My question is regarding those thwarts. The instructions call for me to use 1/8" strips, but I think they look a little small. Also, the pictures I see in the kit (and build logs) show little cutouts in the thwarts so they hug the frames/ribs. Since my frames are about 1/8" wide, I don't see how I could do that. Maybe I was supposed to sand those down when I fared the interior? Regardless, if this is a 0.25" scale model, wouldn't that make these seats only 6" wide at full scale? Seems too narrow for a rower's seat, but I'm new to the hobby and certainly not a historian. Does anyone know if that's an accurate representation of a thwart on a longboat, or is this an artistic choice of the designer? Alternatively (and most likely) maybe I'm misinterpreting something?

I'm tempted to swap in 3/16" planks instead (shown in the pic for reference unstained), or join two 1/8" planks together, but I'll happily bow to historical accuracy. Thanks for your help, and let me know if you have any questions!

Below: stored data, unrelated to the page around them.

//! Decision engine - bounded market-condition scoring
//!
//! Turns one aggregated snapshot into a 0-100 score plus human-readable
//! factor strings. Scoring is additive from a base of 50: +20 for source
//! disagreement above 1%, +20 for movement above 2% since the prior
//! snapshot, +10 for a 24h change above 5%. The very first evaluation has
//! no prior to compare against, so its score is lifted to at least the
//! threshold and the bootstrap write always happens.
//!
//! The engine is the only component that carries state between cycles: the
//! prior snapshot is replaced after every evaluation, persisted or not, so
//! movement is always measured against the last thing the engine saw.

use tracing::debug;

use crate::oracle::PriceSnapshot;

const BASE_SCORE: u32 = 50;
const DEVIATION_BONUS: u32 = 20;
const MOVEMENT_BONUS: u32 = 20;
const VOLATILITY_BONUS: u32 = 10;

const DEVIATION_TRIGGER_PCT: f64 = 1.0;
const MOVEMENT_TRIGGER_PCT: f64 = 2.0;
const VOLATILITY_TRIGGER_PCT: f64 = 5.0;

/// Prices the engine carries forward for movement comparison
#[derive(Debug, Clone, Copy)]
struct PriorSnapshot {
    eth_price: f64,
    btc_price: f64,
}

/// Outcome of one evaluation
#[derive(Debug, Clone, PartialEq)]
pub struct DecisionResult {
    /// Final score, always within 0-100
    pub score: u8,
    /// Whether `score >= threshold`
    pub threshold_triggered: bool,
    /// One string per contributing factor, in evaluation order
    pub reasons: Vec<String>,
    pub eth_price: f64,
    pub btc_price: f64,
    /// True when the engine had no prior snapshot
    pub is_first_run: bool,
    /// Persist on trigger or on the bootstrap run
    pub should_persist: bool,
}

impl DecisionResult {
    /// Factor strings joined for display, or the quiet-market fallback
    pub fn reason(&self) -> String {
        if self.reasons.is_empty() {
            "Normal market conditions".to_string()
        } else {
            self.reasons.join("; ")
        }
    }
}

pub struct DecisionEngine {
    prior: Option<PriorSnapshot>,
    volatility_factor_enabled: bool,
}

impl DecisionEngine {
    pub fn new(volatility_factor_enabled: bool) -> Self {
        Self {
            prior: None,
            volatility_factor_enabled,
        }
    }

    /// Score one snapshot against the threshold and advance the prior.
    pub fn decide(&mut self, snapshot: &PriceSnapshot, threshold: u8) -> DecisionResult {
        let mut score = BASE_SCORE;
        let mut reasons = Vec::new();

        let max_deviation = snapshot.eth_deviation_pct.max(snapshot.btc_deviation_pct);
        if max_deviation > DEVIATION_TRIGGER_PCT {
            score += DEVIATION_BONUS;
            reasons.push(format!(
                "High source deviation (ETH: {:.2}%, BTC: {:.2}%)",
                snapshot.eth_deviation_pct, snapshot.btc_deviation_pct
            ));
        }

        if let Some(prior) = self.prior {
            let movement = pct_change(snapshot.eth_price, prior.eth_price)
                .max(pct_change(snapshot.btc_price, prior.btc_price));
            if movement > MOVEMENT_TRIGGER_PCT {
                score += MOVEMENT_BONUS;
                reasons.push(format!(
                    "Significant price movement ({:.2}% since last update)",
                    movement
                ));
            }
        }

        if self.volatility_factor_enabled && snapshot.max_change_24h_pct > VOLATILITY_TRIGGER_PCT {
            score += VOLATILITY_BONUS;
            reasons.push(format!(
                "High 24h volatility ({:.2}%)",
                snapshot.max_change_24h_pct
            ));
        }

        let is_first_run = self.prior.is_none();
        if is_first_run {
            // Bootstrap: guarantee the very first state write goes through
            score = score.max(threshold as u32);
            reasons.push("Initial state update".to_string());
        }

        let score = score.min(100) as u8;
        let threshold_triggered = score >= threshold;

        self.prior = Some(PriorSnapshot {
            eth_price: snapshot.eth_price,
            btc_price: snapshot.btc_price,
        });

        debug!(
            score,
            threshold, threshold_triggered, is_first_run, "decision computed"
        );

        DecisionResult {
            score,
            threshold_triggered,
            reasons,
            eth_price: snapshot.eth_price,
            btc_price: snapshot.btc_price,
            is_first_run,
            should_persist: threshold_triggered || is_first_run,
        }
    }

    /// Drop the carried prior; the next evaluation runs as a bootstrap.
    pub fn reset(&mut self) {
        self.prior = None;
    }
}

impl Default for DecisionEngine {
    fn default() -> Self {
        Self::new(true)
    }
}

fn pct_change(current: f64, previous: f64) -> f64 {
    if previous == 0.0 {
        return 0.0;
    }
    (current - previous).abs() / previous * 100.0
}

#[cfg(test)]
mod tests {
    use super::*;

    fn make_snapshot(eth: f64, btc: f64, eth_dev: f64, btc_dev: f64, change_24h: f64) -> PriceSnapshot {
        PriceSnapshot {
            readings: Vec::new(),
            eth_price: eth,
            btc_price: btc,
            eth_deviation_pct: eth_dev,
            btc_deviation_pct: btc_dev,
            max_change_24h_pct: change_24h,
            sources_used: vec!["test".to_string()],
            timestamp: 1_700_000_000_000,
        }
    }

    #[test]
    fn test_first_run_always_persists() {
        let mut engine = DecisionEngine::new(true);
        let result = engine.decide(&make_snapshot(3000.0, 45000.0, 0.0, 0.0, 0.0), 75);

        assert!(result.is_first_run);
        assert_eq!(result.score, 75);
        assert!(result.threshold_triggered);
        assert!(result.should_persist);
        assert!(result.reasons.contains(&"Initial state update".to_string()));
    }

    #[test]
    fn test_quiet_market_after_bootstrap() {
        let mut engine = DecisionEngine::new(true);
        engine.decide(&make_snapshot(3000.0, 45000.0, 0.0, 0.0, 0.0), 75);

        let result = engine.decide(&make_snapshot(3000.0, 45000.0, 0.0, 0.0, 0.0), 75);
        assert_eq!(result.score, 50);
        assert!(!result.threshold_triggered);
        assert!(!result.should_persist);
        assert!(result.reasons.is_empty());
        assert_eq!(result.reason(), "Normal market conditions");
    }

    #[test]
    fn test_deviation_boundary_is_exclusive() {
        let mut engine = DecisionEngine::new(true);
        engine.decide(&make_snapshot(3000.0, 45000.0, 0.0, 0.0, 0.0), 75);

        // Exactly 1% does not count as disagreement
        let at_boundary = engine.decide(&make_snapshot(3000.0, 45000.0, 1.0, 0.0, 0.0), 75);
        assert_eq!(at_boundary.score, 50);

        let above = engine.decide(&make_snapshot(3000.0, 45000.0, 1.01, 0.0, 0.0), 75);
        assert_eq!(above.score, 70);
        assert_eq!(
            above.reasons,
            vec!["High source deviation (ETH: 1.01%, BTC: 0.00%)".to_string()]
        );
    }

    #[test]
    fn test_deviation_alone_meets_lower_threshold() {
        let mut engine = DecisionEngine::new(true);
        engine.decide(&make_snapshot(2550.0, 43000.0, 0.0, 0.0, 0.0), 70);

        // Sources at 2500/2600 aggregate to 2550 with a 4% disagreement;
        // no movement against the prior, so deviation is the only factor.
        let result = engine.decide(&make_snapshot(2550.0, 43000.0, 4.0, 0.0, 0.0), 70);
        assert_eq!(result.score, 70);
        assert!(result.threshold_triggered);
        assert!(result.should_persist);
        assert!(!result.is_first_run);
        assert_eq!(
            result.reasons,
            vec!["High source deviation (ETH: 4.00%, BTC: 0.00%)".to_string()]
        );
    }

    #[test]
    fn test_movement_measured_against_prior() {
        let mut engine = DecisionEngine::new(true);
        engine.decide(&make_snapshot(3000.0, 45000.0, 0.0, 0.0, 0.0), 75);

        // 3% ETH move since the bootstrap snapshot
        let result = engine.decide(&make_snapshot(3090.0, 45000.0, 0.0, 0.0, 0.0), 75);
        assert_eq!(result.score, 70);
        assert_eq!(
            result.reasons,
            vec!["Significant price movement (3.00% since last update)".to_string()]
        );
    }

    #[test]
    fn test_prior_advances_even_without_persist() {
        let mut engine = DecisionEngine::new(true);
        engine.decide(&make_snapshot(2000.0, 45000.0, 0.0, 0.0, 0.0), 75);

        // 5% move scores 70, below threshold, nothing persisted
        let skipped = engine.decide(&make_snapshot(2100.0, 45000.0, 0.0, 0.0, 0.0), 75);
        assert!(!skipped.should_persist);

        // Same prices again: movement is now zero, proving the prior moved
        // to 2100 rather than staying at 2000
        let result = engine.decide(&make_snapshot(2100.0, 45000.0, 0.0, 0.0, 0.0), 75);
        assert_eq!(result.score, 50);
    }

    #[test]
    fn test_all_factors_reach_exactly_one_hundred() {
        let mut engine = DecisionEngine::new(true);
        engine.decide(&make_snapshot(2000.0, 45000.0, 0.0, 0.0, 0.0), 75);

        let result = engine.decide(&make_snapshot(3000.0, 45000.0, 5.0, 0.0, 10.0), 75);
        assert_eq!(result.score, 100);
        assert!(result.threshold_triggered);
        assert_eq!(result.reasons.len(), 3);
        assert_eq!(
            result.reason(),
            "High source deviation (ETH: 5.00%, BTC: 0.00%); \
             Significant price movement (50.00% since last update); \
             High 24h volatility (10.00%)"
        );
    }

    #[test]
    fn test_score_never_exceeds_one_hundred() {
        // Threshold above the additive ceiling: first run lifts to the
        // threshold but the cap still wins
        let mut engine = DecisionEngine::new(true);
        let result = engine.decide(&make_snapshot(3000.0, 45000.0, 5.0, 5.0, 10.0), 120);
        assert_eq!(result.score, 100);
        assert!(!result.threshold_triggered);
        assert!(result.should_persist);
    }

    #[test]
    fn test_volatility_factor_can_be_disabled() {
        let mut enabled = DecisionEngine::new(true);
        enabled.decide(&make_snapshot(3000.0, 45000.0, 0.0, 0.0, 0.0), 75);
        assert_eq!(
            enabled.decide(&make_snapshot(3000.0, 45000.0, 0.0, 0.0, 8.0), 75).score,
            60
        );

        let mut disabled = DecisionEngine::new(false);
        disabled.decide(&make_snapshot(3000.0, 45000.0, 0.0, 0.0, 0.0), 75);
        assert_eq!(
            disabled.decide(&make_snapshot(3000.0, 45000.0, 0.0, 0.0, 8.0), 75).score,
            50
        );
    }

    #[test]
    fn test_volatility_boundary_is_exclusive() {
        let mut engine = DecisionEngine::new(true);
        engine.decide(&make_snapshot(3000.0, 45000.0, 0.0, 0.0, 0.0), 75);

        assert_eq!(
            engine.decide(&make_snapshot(3000.0, 45000.0, 0.0, 0.0, 5.0), 75).score,
            50
        );
        assert_eq!(
            engine.decide(&make_snapshot(3000.0, 45000.0, 0.0, 0.0, 5.01), 75).score,
            60
        );
    }

    #[test]
    fn test_reset_restores_bootstrap_behavior() {
        let mut engine = DecisionEngine::new(true);
        let snapshot = make_snapshot(3000.0, 45000.0, 0.5, 0.2, 1.0);

        let first = engine.decide(&snapshot, 75);
        engine.reset();
        let second = engine.decide(&snapshot, 75);

        assert_eq!(first, second);
        assert!(second.is_first_run);
    }

    #[test]
    fn test_zero_prior_price_yields_no_movement() {
        let mut engine = DecisionEngine::new(true);
        // Degenerate bootstrap where no source reported ETH
        engine.decide(&make_snapshot(0.0, 45000.0, 0.0, 0.0, 0.0), 75);

        let result = engine.decide(&make_snapshot(3000.0, 45000.0, 0.0, 0.0, 0.0), 75);
        assert_eq!(result.score, 50);
    }
}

IMG_5993.jpegIMG_5996.jpeg
 
I like the wider planks better. I would not like to try rowing the boat sitting on a 6” wide seat.

Incidentally most of the thwarts in a longboat were removable in order to stow bulky cargo, especially large water barrels. Three were not; the one in the bow, the one supporting the mast and the one just forward of the stern sheets. These three permanent thwarts would have been reinforced with knees tied to the frames.

Roger
 
I like the wider version, and one has to remember two points in building old ship and boats.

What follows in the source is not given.